• _ACTION ITEM_
Output all of the records exactly as written.

• _EXERCISE INPUT_
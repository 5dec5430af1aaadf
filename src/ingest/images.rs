use std::path::{Path, PathBuf};

use anyhow::{anyhow, Context, Result};

use super::{FrameSource, SourceStats};
use crate::frame::Frame;

pub const IMAGE_EXTENSIONS: [&str; 3] = ["png", "jpg", "jpeg"];

pub(crate) fn is_image_path(path: &Path) -> bool {
    path.extension()
        .and_then(|ext| ext.to_str())
        .map(|ext| {
            let ext = ext.to_ascii_lowercase();
            IMAGE_EXTENSIONS.contains(&ext.as_str())
        })
        .unwrap_or(false)
}

/// A single image or a directory of images, played back in file-name order.
pub struct ImageSource {
    root: PathBuf,
    paths: Vec<PathBuf>,
    next: usize,
    last_error: Option<String>,
}

impl ImageSource {
    pub fn new(path: &Path) -> Result<Self> {
        if !path.exists() {
            return Err(anyhow!("image source {} does not exist", path.display()));
        }
        Ok(Self {
            root: path.to_path_buf(),
            paths: Vec::new(),
            next: 0,
            last_error: None,
        })
    }
}

impl FrameSource for ImageSource {
    fn connect(&mut self) -> Result<()> {
        self.paths = if self.root.is_dir() {
            let mut paths: Vec<PathBuf> = std::fs::read_dir(&self.root)
                .with_context(|| format!("read image directory {}", self.root.display()))?
                .filter_map(|entry| entry.ok().map(|e| e.path()))
                .filter(|p| p.is_file() && is_image_path(p))
                .collect();
            paths.sort();
            paths
        } else {
            vec![self.root.clone()]
        };
        self.next = 0;
        log::info!(
            "ImageSource: {} image(s) from {}",
            self.paths.len(),
            self.root.display()
        );
        Ok(())
    }

    fn next_frame(&mut self) -> Result<Option<Frame>> {
        let Some(path) = self.paths.get(self.next) else {
            return Ok(None);
        };
        let decoded = image::open(path).with_context(|| format!("decode {}", path.display()));
        let image = match decoded {
            Ok(image) => image.to_rgb8(),
            Err(e) => {
                self.last_error = Some(format!("{:#}", e));
                return Err(e);
            }
        };
        self.next += 1;
        Ok(Some(Frame::new(image, self.next as u64)))
    }

    fn is_healthy(&self) -> bool {
        self.last_error.is_none()
    }

    fn stats(&self) -> SourceStats {
        SourceStats {
            frames_captured: self.next as u64,
            uri: self.root.display().to_string(),
        }
    }

    fn frame_count_hint(&self) -> Option<u64> {
        Some(self.paths.len() as u64)
    }
}

#[cfg(test)]
mod tests {
    use super::*;
    use image::{Rgb, RgbImage};

    #[test]
    fn directory_frames_come_in_name_order() -> Result<()> {
        let dir = tempfile::tempdir()?;
        RgbImage::from_pixel(8, 6, Rgb([10, 10, 10])).save(dir.path().join("b.png"))?;
        RgbImage::from_pixel(8, 6, Rgb([200, 0, 0])).save(dir.path().join("a.png"))?;
        std::fs::write(dir.path().join("notes.txt"), "skip me")?;

        let mut source = ImageSource::new(dir.path())?;
        source.connect()?;
        assert_eq!(source.frame_count_hint(), Some(2));

        let first = source.next_frame()?.ok_or_else(|| anyhow!("missing frame"))?;
        assert_eq!(first.image().get_pixel(0, 0).0, [200, 0, 0]);
        assert_eq!(first.sequence, 1);
        assert!(source.next_frame()?.is_some());
        assert!(source.next_frame()?.is_none());
        assert!(source.is_healthy());
        Ok(())
    }

    #[test]
    fn single_image_is_one_frame() -> Result<()> {
        let dir = tempfile::tempdir()?;
        let path = dir.path().join("still.png");
        RgbImage::new(4, 4).save(&path)?;
        let mut source = ImageSource::new(&path)?;
        source.connect()?;
        assert!(source.next_frame()?.is_some());
        assert!(source.next_frame()?.is_none());
        Ok(())
    }

    #[test]
    fn extension_check_is_case_insensitive() {
        assert!(is_image_path(Path::new("x/Frame.JPG")));
        assert!(!is_image_path(Path::new("x/clip.mp4")));
    }
}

• _EXERCISE OUTPUT_
repository 5dec5430af1aaadf
filename src/ingest/images.rs
use std::path::{Path, PathBuf};

use anyhow::{anyhow, Context, Result};

use super::{FrameSource, SourceStats};
use crate::frame::Frame;

pub const IMAGE_EXTENSIONS: [&str; 3] = ["png", "jpg", "jpeg"];

pub(crate) fn is_image_path(path: &Path) -> bool {
    path.extension()
        .and_then(|ext| ext.to_str())
        .map(|ext| {
            let ext = ext.to_ascii_lowercase();
            IMAGE_EXTENSIONS.contains(&ext.as_str())
        })
        .unwrap_or(false)
}

/// A single image or a directory of images, played back in file-name order.
pub struct ImageSource {
    root: PathBuf,
    paths: Vec<PathBuf>,
    next: usize,
    last_error: Option<String>,
}

impl ImageSource {
    pub fn new(path: &Path) -> Result<Self> {
        if !path.exists() {
            return Err(anyhow!("image source {} does not exist", path.display()));
        }
        Ok(Self {
            root: path.to_path_buf(),
            paths: Vec::new(),
            next: 0,
            last_error: None,
        })
    }
}

impl FrameSource for ImageSource {
    fn connect(&mut self) -> Result<()> {
        self.paths = if self.root.is_dir() {
            let mut paths: Vec<PathBuf> = std::fs::read_dir(&self.root)
                .with_context(|| format!("read image directory {}", self.root.display()))?
                .filter_map(|entry| entry.ok().map(|e| e.path()))
                .filter(|p| p.is_file() && is_image_path(p))
                .collect();
            paths.sort();
            paths
        } else {
            vec![self.root.clone()]
        };
        self.next = 0;
        log::info!(
            "ImageSource: {} image(s) from {}",
            self.paths.len(),
            self.root.display()
        );
        Ok(())
    }

    fn next_frame(&mut self) -> Result<Option<Frame>> {
        let Some(path) = self.paths.get(self.next) else {
            return Ok(None);
        };
        let decoded = image::open(path).with_context(|| format!("decode {}", path.display()));
        let image = match decoded {
            Ok(image) => image.to_rgb8(),
            Err(e) => {
                self.last_error = Some(format!("{:#}", e));
                return Err(e);
            }
        };
        self.next += 1;
        Ok(Some(Frame::new(image, self.next as u64)))
    }

    fn is_healthy(&self) -> bool {
        self.last_error.is_none()
    }

    fn stats(&self) -> SourceStats {
        SourceStats {
            frames_captured: self.next as u64,
            uri: self.root.display().to_string(),
        }
    }

    fn frame_count_hint(&self) -> Option<u64> {
        Some(self.paths.len() as u64)
    }
}

#[cfg(test)]
mod tests {
    use super::*;
    use image::{Rgb, RgbImage};

    #[test]
    fn directory_frames_come_in_name_order() -> Result<()> {
        let dir = tempfile::tempdir()?;
        RgbImage::from_pixel(8, 6, Rgb([10, 10, 10])).save(dir.path().join("b.png"))?;
        RgbImage::from_pixel(8, 6, Rgb([200, 0, 0])).save(dir.path().join("a.png"))?;
        std::fs::write(dir.path().join("notes.txt"), "skip me")?;

        let mut source = ImageSource::new(dir.path())?;
        source.connect()?;
        assert_eq!(source.frame_count_hint(), Some(2));

        let first = source.next_frame()?.ok_or_else(|| anyhow!("missing frame"))?;
        assert_eq!(first.image().get_pixel(0, 0).0, [200, 0, 0]);
        assert_eq!(first.sequence, 1);
        assert!(source.next_frame()?.is_some());
        assert!(source.next_frame()?.is_none());
        assert!(source.is_healthy());
        Ok(())
    }

    #[test]
    fn single_image_is_one_frame() -> Result<()> {
        let dir = tempfile::tempdir()?;
        let path = dir.path().join("still.png");
        RgbImage::new(4, 4).save(&path)?;
        let mut source = ImageSource::new(&path)?;
        source.connect()?;
        assert!(source.next_frame()?.is_some());
        assert!(source.next_frame()?.is_none());
        Ok(())
    }

    #[test]
    fn extension_check_is_case_insensitive() {
        assert!(is_image_path(Path::new("x/Frame.JPG")));
        assert!(!is_image_path(Path::new("x/clip.mp4")));
    }
}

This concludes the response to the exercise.